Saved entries

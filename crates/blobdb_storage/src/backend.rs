//! Storage backend trait definition.

use crate::error::StorageResult;

/// A low-level byte store holding the contents of one blob file.
///
/// The blob log writer appends headers, records and the footer through this
/// trait; readers fetch byte ranges by offset. Interpretation of those bytes
/// belongs to `blobdb_core`.
///
/// # Invariants
///
/// - `append` returns the offset where data was written
/// - `read_at` returns exactly the bytes previously written at that offset
/// - `sync` makes all appended data durable
/// - Backends are `Send + Sync` so a read handle can be shared by many threads
///
/// # Implementors
///
/// - [`super::InMemoryBackend`] - For testing
/// - [`super::FileBackend`] - For persistent storage
pub trait StorageBackend: Send + Sync {
    /// Reads `len` bytes starting at `offset`.
    ///
    /// # Errors
    ///
    /// Returns [`crate::StorageError::ReadPastEnd`] if the range is not fully
    /// inside the store, or an I/O error.
    fn read_at(&self, offset: u64, len: usize) -> StorageResult<Vec<u8>>;

    /// Appends data to the end of the store and returns its offset.
    ///
    /// # Errors
    ///
    /// Returns [`crate::StorageError::ReadOnly`] on a read handle, or an
    /// I/O error.
    fn append(&mut self, data: &[u8]) -> StorageResult<u64>;

    /// Pushes buffered writes to the operating system.
    ///
    /// # Errors
    ///
    /// Returns an error if the flush fails.
    fn flush(&mut self) -> StorageResult<()>;

    /// Returns the current size in bytes.
    ///
    /// # Errors
    ///
    /// Returns an error if the size cannot be determined.
    fn size(&self) -> StorageResult<u64>;

    /// Flushes and syncs data and metadata to stable storage.
    ///
    /// # Errors
    ///
    /// Returns an error if the sync fails.
    fn sync(&mut self) -> StorageResult<()>;

    /// Cuts the store down to `new_size` bytes.
    ///
    /// Used when recovering an unsealed blob file whose tail holds a torn
    /// record.
    ///
    /// # Errors
    ///
    /// Returns an error if `new_size` exceeds the current size or the
    /// truncation fails.
    fn truncate(&mut self, new_size: u64) -> StorageResult<()>;
}
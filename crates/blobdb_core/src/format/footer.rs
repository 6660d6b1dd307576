//! Blob file footer.

use crate::error::{CoreError, CoreResult};
use crate::format::crc::compute_crc32;
use crate::format::{read_u32, read_u64};
use crate::types::{CompressionKind, ExpirationRange, SequenceNumber, SequenceRange};

/// Magic bytes at the start of the footer.
pub const FOOTER_MAGIC: [u8; 4] = *b"BFTR";

/// Encoded footer size in bytes.
pub const FOOTER_SIZE: usize = 50;

/// Summary written once when a blob file is finalized.
///
/// Empty ranges are stored as `(u64::MAX, 0)`.
#[derive(Debug, Clone, Copy, PartialEq, Eq)]
pub struct BlobLogFooter {
    /// Number of records in the file.
    pub blob_count: u64,
    /// Sequence numbers of all records.
    pub sequence_range: SequenceRange,
    /// Expirations of all records (empty for non-TTL files).
    pub expiration_range: ExpirationRange,
    /// Compression applied to every record.
    pub compression: CompressionKind,
    /// Whether every record carries an expiration.
    pub has_ttl: bool,
}

impl BlobLogFooter {
    /// Encodes the footer.
    #[must_use]
    pub fn encode(&self) -> [u8; FOOTER_SIZE] {
        let (seq_min, seq_max) = self
            .sequence_range
            .as_pair()
            .map_or((u64::MAX, 0), |(min, max)| (min.as_u64(), max.as_u64()));
        let (exp_min, exp_max) = self.expiration_range.as_pair().unwrap_or((u64::MAX, 0));

        let mut buf = [0u8; FOOTER_SIZE];
        buf[0..4].copy_from_slice(&FOOTER_MAGIC);
        buf[4..12].copy_from_slice(&self.blob_count.to_le_bytes());
        buf[12..20].copy_from_slice(&seq_min.to_le_bytes());
        buf[20..28].copy_from_slice(&seq_max.to_le_bytes());
        buf[28..36].copy_from_slice(&exp_min.to_le_bytes());
        buf[36..44].copy_from_slice(&exp_max.to_le_bytes());
        buf[44] = self.compression.as_byte();
        buf[45] = u8::from(self.has_ttl);
        let crc = compute_crc32(&buf[..46]);
        buf[46..50].copy_from_slice(&crc.to_le_bytes());
        buf
    }

    /// Decodes and validates a footer.
    ///
    /// Every failure is reported as [`CoreError::CorruptFooter`] so that a
    /// file with an unreadable footer is never mistaken for a finalized one.
    ///
    /// # Errors
    ///
    /// Returns [`CoreError::CorruptFooter`] on short input, bad magic, a
    /// checksum mismatch or invalid field values.
    pub fn decode(data: &[u8]) -> CoreResult<Self> {
        if data.len() < FOOTER_SIZE {
            return Err(CoreError::corrupt_footer(format!(
                "footer too short: {} bytes",
                data.len()
            )));
        }
        let buf = &data[..FOOTER_SIZE];

        if buf[0..4] != FOOTER_MAGIC {
            return Err(CoreError::corrupt_footer("invalid magic"));
        }

        let expected = read_u32(buf, 46);
        let actual = compute_crc32(&buf[..46]);
        if expected != actual {
            return Err(CoreError::corrupt_footer(format!(
                "checksum mismatch: expected {expected:08x}, got {actual:08x}"
            )));
        }

        let compression = CompressionKind::from_byte(buf[44]).ok_or_else(|| {
            CoreError::corrupt_footer(format!("unknown compression tag {}", buf[44]))
        })?;
        let has_ttl = match buf[45] {
            0 => false,
            1 => true,
            other => {
                return Err(CoreError::corrupt_footer(format!(
                    "invalid has_ttl byte {other}"
                )))
            }
        };

        let blob_count = read_u64(buf, 4);
        let sequence_range = SequenceRange::new(
            SequenceNumber::new(read_u64(buf, 12)),
            SequenceNumber::new(read_u64(buf, 20)),
        );
        let expiration_range = ExpirationRange::new(read_u64(buf, 28), read_u64(buf, 36));

        if (blob_count == 0) != sequence_range.is_empty() {
            return Err(CoreError::corrupt_footer(format!(
                "blob count {blob_count} disagrees with sequence range {sequence_range}"
            )));
        }

        Ok(Self {
            blob_count,
            sequence_range,
            expiration_range,
            compression,
            has_ttl,
        })
    }
}
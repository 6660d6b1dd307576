//! Sequential blob log writer.

use crate::error::{CoreError, CoreResult};
use crate::format::{BlobLogFooter, BlobLogHeader, BlobRecord};
use blobdb_storage::StorageBackend;

/// Append-only writer for one blob file.
///
/// The writer is owned by exactly one blob file while it accepts appends and
/// is dropped once the footer is durable. Each record is handed to the
/// backend in a single `append` call.
pub struct BlobLogWriter {
    backend: Box<dyn StorageBackend>,
}

impl BlobLogWriter {
    /// Wraps a backend positioned at the end of the file.
    pub fn new(backend: Box<dyn StorageBackend>) -> Self {
        Self { backend }
    }

    /// Writes the file header. The file must be empty.
    ///
    /// # Errors
    ///
    /// Returns an error if the file already has content or the write fails.
    pub fn write_header(&mut self, header: &BlobLogHeader) -> CoreResult<()> {
        let size = self.backend.size()?;
        if size != 0 {
            return Err(CoreError::corrupt_header(format!(
                "header must start the file, file already holds {size} bytes"
            )));
        }
        self.backend.append(&header.encode())?;
        Ok(())
    }

    /// Appends a record.
    ///
    /// Returns the offset and encoded length of the record.
    ///
    /// # Errors
    ///
    /// Returns an error if the record cannot be encoded or written.
    pub fn append_record(&mut self, record: &BlobRecord) -> CoreResult<(u64, u64)> {
        let encoded = record.encode()?;
        let offset = self.backend.append(&encoded)?;
        Ok((offset, encoded.len() as u64))
    }

    /// Writes the footer and syncs the file if `sync` is set.
    ///
    /// Returns the footer's offset.
    ///
    /// # Errors
    ///
    /// Returns an error if the write or sync fails.
    pub fn write_footer(&mut self, footer: &BlobLogFooter, sync: bool) -> CoreResult<u64> {
        let offset = self.backend.append(&footer.encode())?;
        if sync {
            self.backend.sync()?;
        } else {
            self.backend.flush()?;
        }
        Ok(offset)
    }

    /// Pushes buffered writes to the OS.
    pub fn flush(&mut self) -> CoreResult<()> {
        self.backend.flush()?;
        Ok(())
    }

    /// Syncs written data to stable storage.
    pub fn sync(&mut self) -> CoreResult<()> {
        self.backend.sync()?;
        Ok(())
    }

    /// Returns the number of bytes written, header included.
    pub fn size(&self) -> CoreResult<u64> {
        Ok(self.backend.size()?)
    }

    /// Drops everything after `offset`.
    pub(crate) fn truncate(&mut self, offset: u64) -> CoreResult<()> {
        self.backend.truncate(offset)?;
        Ok(())
    }
}

impl std::fmt::Debug for BlobLogWriter {
    fn fmt(&self, f: &mut std::fmt::Formatter<'_>) -> std::fmt::Result {
        f.debug_struct("BlobLogWriter")
            .field("size", &self.backend.size().ok())
            .finish_non_exhaustive()
    }
}
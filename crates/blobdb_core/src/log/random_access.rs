//! Random-access reader used by point lookups.

use crate::error::{CoreError, CoreResult};
use crate::format::{
    BlobLogFooter, BlobLogHeader, BlobRecord, RecordHeader, FOOTER_SIZE, HEADER_SIZE,
    RECORD_HEADER_SIZE,
};
use crate::types::FileNumber;
use blobdb_storage::StorageBackend;

/// Shared, read-only handle onto one blob file.
///
/// All methods take `&self`; a single handle is cached by the blob file and
/// used concurrently by every reader thread.
pub struct RandomAccessReader {
    file_number: FileNumber,
    backend: Box<dyn StorageBackend>,
}

impl RandomAccessReader {
    /// Wraps a read-only backend.
    pub fn new(file_number: FileNumber, backend: Box<dyn StorageBackend>) -> Self {
        Self {
            file_number,
            backend,
        }
    }

    /// Returns the file this reader belongs to.
    pub fn file_number(&self) -> FileNumber {
        self.file_number
    }

    /// Returns the current file size.
    pub fn size(&self) -> CoreResult<u64> {
        Ok(self.backend.size()?)
    }

    /// Reads and validates the header.
    pub fn read_header(&self) -> CoreResult<BlobLogHeader> {
        let size = self.size()?;
        if size < HEADER_SIZE as u64 {
            return Err(CoreError::corrupt_header(format!(
                "file holds {size} bytes, header needs {HEADER_SIZE}"
            )));
        }
        BlobLogHeader::decode(&self.backend.read_at(0, HEADER_SIZE)?)
    }

    /// Reads and validates the footer at the end of the file.
    ///
    /// # Errors
    ///
    /// Returns [`CoreError::CorruptFooter`] if the file is too short to hold
    /// one or the footer does not validate.
    pub fn read_footer(&self) -> CoreResult<BlobLogFooter> {
        let size = self.size()?;
        if size < (HEADER_SIZE + FOOTER_SIZE) as u64 {
            return Err(CoreError::corrupt_footer(format!(
                "file holds {size} bytes, too short for a footer"
            )));
        }
        let bytes = self.backend.read_at(size - FOOTER_SIZE as u64, FOOTER_SIZE)?;
        BlobLogFooter::decode(&bytes)
    }

    /// Reads the record stored at `offset`.
    ///
    /// # Errors
    ///
    /// Returns [`CoreError::CorruptRecord`] if the offset does not start a
    /// complete record, [`CoreError::ChecksumMismatch`] if the body fails
    /// its checksum, or an I/O error.
    pub fn read_record(&self, offset: u64) -> CoreResult<BlobRecord> {
        if offset < HEADER_SIZE as u64 {
            return Err(CoreError::corrupt_record(offset, "offset inside file header"));
        }
        let size = self.size()?;
        offset
            .checked_add(RECORD_HEADER_SIZE as u64)
            .filter(|end| *end <= size)
            .ok_or_else(|| CoreError::corrupt_record(offset, "offset beyond end of file"))?;

        let header_bytes = self.backend.read_at(offset, RECORD_HEADER_SIZE)?;
        let header = RecordHeader::decode(&header_bytes, offset)?;

        let record_len = header.record_len();
        offset
            .checked_add(record_len as u64)
            .filter(|end| *end <= size)
            .ok_or_else(|| {
                CoreError::corrupt_record(offset, "record extends beyond end of file")
            })?;

        let data = self.backend.read_at(offset, record_len)?;
        BlobRecord::decode_body(header, &data, offset)
    }
}

impl std::fmt::Debug for RandomAccessReader {
    fn fmt(&self, f: &mut std::fmt::Formatter<'_>) -> std::fmt::Result {
        f.debug_struct("RandomAccessReader")
            .field("file_number", &self.file_number)
            .finish_non_exhaustive()
    }
}
//! Mutating operations on a blob file, reserved for its owner.

use super::{BlobFile, FileState};
use crate::error::{CoreError, CoreResult};
use crate::format::{BlobLogFooter, BlobRecord, FOOTER_SIZE};
use crate::types::SequenceNumber;
use std::ops::Deref;
use std::sync::atomic::Ordering;
use std::sync::Arc;
use tracing::{debug, info, warn};

/// The orchestrator's handle to a blob file.
///
/// Exactly one `BlobFileControl` exists per file. It carries every mutating
/// operation (append bookkeeping, finalization, obsolescence, fsync, reader
/// cache control) and derefs to the read-only [`BlobFile`] view, which is
/// shared with readers through [`BlobFileControl::shared`].
pub struct BlobFileControl {
    file: Arc<BlobFile>,
}

impl BlobFileControl {
    pub(super) fn new(file: Arc<BlobFile>) -> Self {
        Self { file }
    }

    /// Returns the shared read-only view.
    #[must_use]
    pub fn shared(&self) -> Arc<BlobFile> {
        Arc::clone(&self.file)
    }

    fn check_append(&self, expiration: Option<u64>) -> CoreResult<()> {
        let state = self.file.state();
        if state != FileState::Open {
            return Err(CoreError::invalid_state(
                self.file.file_number,
                format!("cannot append to {state} file"),
            ));
        }
        if expiration.is_some() != self.file.has_ttl {
            return Err(CoreError::TtlMismatch {
                file: self.file.file_number,
                has_ttl: self.file.has_ttl,
            });
        }
        Ok(())
    }

    /// Records that a blob of `size` bytes with `sequence` (and `expiration`
    /// for TTL files) was appended.
    ///
    /// # Errors
    ///
    /// Returns [`CoreError::InvalidState`] once the file is closed and
    /// [`CoreError::TtlMismatch`] if `expiration` does not match the file's
    /// TTL setting. Nothing is changed on error.
    pub fn record_append(
        &self,
        size: u64,
        sequence: SequenceNumber,
        expiration: Option<u64>,
    ) -> CoreResult<()> {
        let mut meta = self.file.meta.write();
        self.check_append(expiration)?;

        meta.sequence_range.extend(sequence);
        if let Some(expiration) = expiration {
            meta.expiration_range.extend(expiration);
        }
        self.file.blob_count.fetch_add(1, Ordering::AcqRel);
        self.file.file_size.fetch_add(size, Ordering::AcqRel);
        Ok(())
    }

    /// Writes `record` to the file and records it.
    ///
    /// Returns the record's offset.
    ///
    /// # Errors
    ///
    /// Fails like [`BlobFileControl::record_append`] before anything is
    /// written, or with an I/O error from the writer. A partially written
    /// record is cut off again so the next append starts at a clean offset.
    pub fn append(&self, record: &BlobRecord) -> CoreResult<u64> {
        let mut writer_slot = self.file.writer.lock();
        self.check_append(record.expiration)?;

        let Some(writer) = writer_slot.as_mut() else {
            return Err(CoreError::invalid_state(
                self.file.file_number,
                "no writer attached",
            ));
        };
        let record_offset = writer.size()?;
        let (offset, len) = match writer.append_record(record) {
            Ok(written) => written,
            Err(e) => {
                if let Err(truncate_err) = writer.truncate(record_offset) {
                    warn!(
                        file_number = self.file.file_number.as_u64(),
                        error = %truncate_err,
                        "could not remove partial record"
                    );
                }
                return Err(e);
            }
        };
        self.record_append(len, record.sequence, record.expiration)?;
        Ok(offset)
    }

    /// Writes the footer and makes the file immutable.
    ///
    /// On an I/O error the file stays open with its writer attached so the
    /// caller can retry; nothing is retried here.
    ///
    /// # Errors
    ///
    /// Returns [`CoreError::InvalidState`] if the file is not open, or the
    /// I/O error from writing the footer.
    pub fn finalize(&self) -> CoreResult<()> {
        let file = &*self.file;
        let mut writer_slot = file.writer.lock();
        let meta = file.meta.write();

        let state = file.state();
        if state != FileState::Open {
            return Err(CoreError::invalid_state(
                file.file_number,
                format!("cannot finalize {state} file"),
            ));
        }
        let Some(writer) = writer_slot.as_mut() else {
            return Err(CoreError::invalid_state(
                file.file_number,
                "no writer attached",
            ));
        };

        let footer = BlobLogFooter {
            blob_count: file.blob_count(),
            sequence_range: meta.sequence_range,
            expiration_range: meta.expiration_range,
            compression: file.compression,
            has_ttl: file.has_ttl,
        };

        let footer_offset = writer.size()?;
        let sync = file.options.sync_on_finalize;
        if let Err(e) = writer.write_footer(&footer, sync) {
            if let Err(truncate_err) = writer.truncate(footer_offset) {
                warn!(
                    file_number = file.file_number.as_u64(),
                    error = %truncate_err,
                    "could not remove partial footer"
                );
            }
            return Err(e);
        }

        *writer_slot = None;
        // The footer is only ever set here, while the state is still `Open`.
        let _ = file.footer.set(footer);
        let size = file.file_size.fetch_add(FOOTER_SIZE as u64, Ordering::AcqRel)
            + FOOTER_SIZE as u64;
        if sync {
            file.last_fsync.store(size, Ordering::Relaxed);
        }
        file.state
            .transition(FileState::Open, FileState::Closed)
            .map_err(|actual| {
                CoreError::invalid_state(file.file_number, format!("state changed to {actual}"))
            })?;
        drop(meta);

        info!(
            file_number = file.file_number.as_u64(),
            blob_count = footer.blob_count,
            file_size = size,
            sequence_range = %footer.sequence_range,
            "finalized blob file"
        );
        Ok(())
    }

    /// Marks the file obsolete as of `cutoff`.
    ///
    /// Snapshots older than `cutoff` may still read the file; later ones
    /// must not.
    ///
    /// # Errors
    ///
    /// Returns [`CoreError::InvalidState`] unless the file is closed and not
    /// yet obsolete.
    pub fn mark_obsolete(&self, cutoff: SequenceNumber) -> CoreResult<()> {
        let file = &*self.file;
        let _meta = file.meta.write();

        let state = file.state();
        if state != FileState::Closed {
            return Err(CoreError::invalid_state(
                file.file_number,
                format!("cannot mark {state} file obsolete"),
            ));
        }

        file.obsolete_sequence
            .store(cutoff.as_u64(), Ordering::Relaxed);
        file.state
            .transition(FileState::Closed, FileState::Obsolete)
            .map_err(|actual| {
                CoreError::invalid_state(file.file_number, format!("state changed to {actual}"))
            })?;

        info!(
            file_number = file.file_number.as_u64(),
            obsolete_sequence = cutoff.as_u64(),
            "marked blob file obsolete"
        );
        Ok(())
    }

    /// Syncs outstanding writes and records the synced size.
    ///
    /// A no-op once the writer has been released.
    ///
    /// # Errors
    ///
    /// Returns the I/O error from the sync.
    pub fn fsync(&self) -> CoreResult<()> {
        let mut writer_slot = self.file.writer.lock();
        if let Some(writer) = writer_slot.as_mut() {
            writer.sync()?;
            self.file
                .last_fsync
                .store(self.file.file_size(), Ordering::Relaxed);
        }
        Ok(())
    }

    /// Syncs if at least `bytes_per_sync` bytes are unsynced.
    ///
    /// Returns whether a sync happened.
    ///
    /// # Errors
    ///
    /// Returns the I/O error from the sync.
    pub fn maybe_fsync(&self) -> CoreResult<bool> {
        if !self.file.needs_fsync(false, self.file.options.bytes_per_sync) {
            return Ok(false);
        }
        self.fsync()?;
        Ok(true)
    }

    /// Drops the cached reader. Safe to call when none is cached.
    pub fn close_reader(&self) {
        if self.file.meta.write().reader.take().is_some() {
            debug!(
                file_number = self.file.file_number.as_u64(),
                "closed blob reader"
            );
        }
    }

    /// Defers GC of this file until `epoch`.
    pub fn set_gc_epoch(&self, epoch: i64) {
        self.file.gc_epoch.store(epoch, Ordering::Release);
    }

    /// Counts one blob of `size` bytes in this file as deleted elsewhere.
    pub fn record_deletion(&self, size: u64) {
        let mut meta = self.file.meta.write();
        meta.deleted_count += 1;
        meta.deleted_size += size;
    }

    /// Records the sequence at which a GC pass over this file finished.
    pub fn set_gc_finish_sequence(&self, sequence: SequenceNumber) {
        self.file.meta.write().gc_finish_sequence = Some(sequence);
    }

    /// Clears the reconciliation flag set when the file was reopened.
    pub fn clear_gc_once_after_open(&self) {
        self.file.gc_once_after_open.store(false, Ordering::Release);
    }

    /// Releases the file's handles ahead of physical deletion.
    ///
    /// Consumes the control so no further mutation is possible. Readers
    /// still holding the shared view keep working until they drop it.
    ///
    /// # Errors
    ///
    /// Hands the control back with [`CoreError::InvalidState`] unless the
    /// file is obsolete.
    pub fn retire(self) -> Result<Arc<BlobFile>, (Self, CoreError)> {
        if !self.file.is_obsolete() {
            let err = CoreError::invalid_state(
                self.file.file_number,
                format!("cannot retire {} file", self.file.state()),
            );
            return Err((self, err));
        }
        self.close_reader();
        debug!(
            file_number = self.file.file_number.as_u64(),
            "retired blob file"
        );
        Ok(self.file)
    }
}

impl Deref for BlobFileControl {
    type Target = BlobFile;

    fn deref(&self) -> &BlobFile {
        &self.file
    }
}

impl std::fmt::Debug for BlobFileControl {
    fn fmt(&self, f: &mut std::fmt::Formatter<'_>) -> std::fmt::Result {
        f.debug_tuple("BlobFileControl").field(&self.file).finish()
    }
}
//! # BlobDB Storage
//!
//! Byte-store backends used by BlobDB blob log files.
//!
//! Backends are **opaque byte stores**: they append, read at an offset,
//! flush and sync. They know nothing about blob headers, records or
//! footers; `blobdb_core` owns the file format.
//!
//! A [`StorageEnv`] maps paths to backends so that the blob file layer can
//! create a file for appending and later open independent read handles to
//! the same bytes.
//!
//! ## Available Backends
//!
//! - [`InMemoryBackend`] - For testing; handles can share one buffer
//! - [`FileBackend`] - Persistent storage using OS file APIs
//!
//! ## Example
//!
//! ```rust
//! use blobdb_storage::{MemoryEnv, StorageBackend, StorageEnv};
//! use std::path::Path;
//!
//! let env = MemoryEnv::new();
//! let mut writer = env.create(Path::new("blobs/000001.blob")).unwrap();
//! writer.append(b"hello world").unwrap();
//!
//! let reader = env.open_readable(Path::new("blobs/000001.blob")).unwrap();
//! assert_eq!(reader.read_at(6, 5).unwrap(), b"world");
//! ```

#![deny(unsafe_code)]
#![warn(missing_docs)]

mod backend;
mod env;
mod error;
mod file;
mod memory;

pub use backend::StorageBackend;
pub use env::{MemoryEnv, OsEnv, StorageEnv};
pub use error::{StorageError, StorageResult};
pub use file::FileBackend;
pub use memory::InMemoryBackend;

**Task prompt**
In the entries above, find each line with the word "inside" and show it.

**Result of this exercise**
    /// inside the store, or an I/O error.
            return Err(CoreError::corrupt_record(offset, "offset inside file header"));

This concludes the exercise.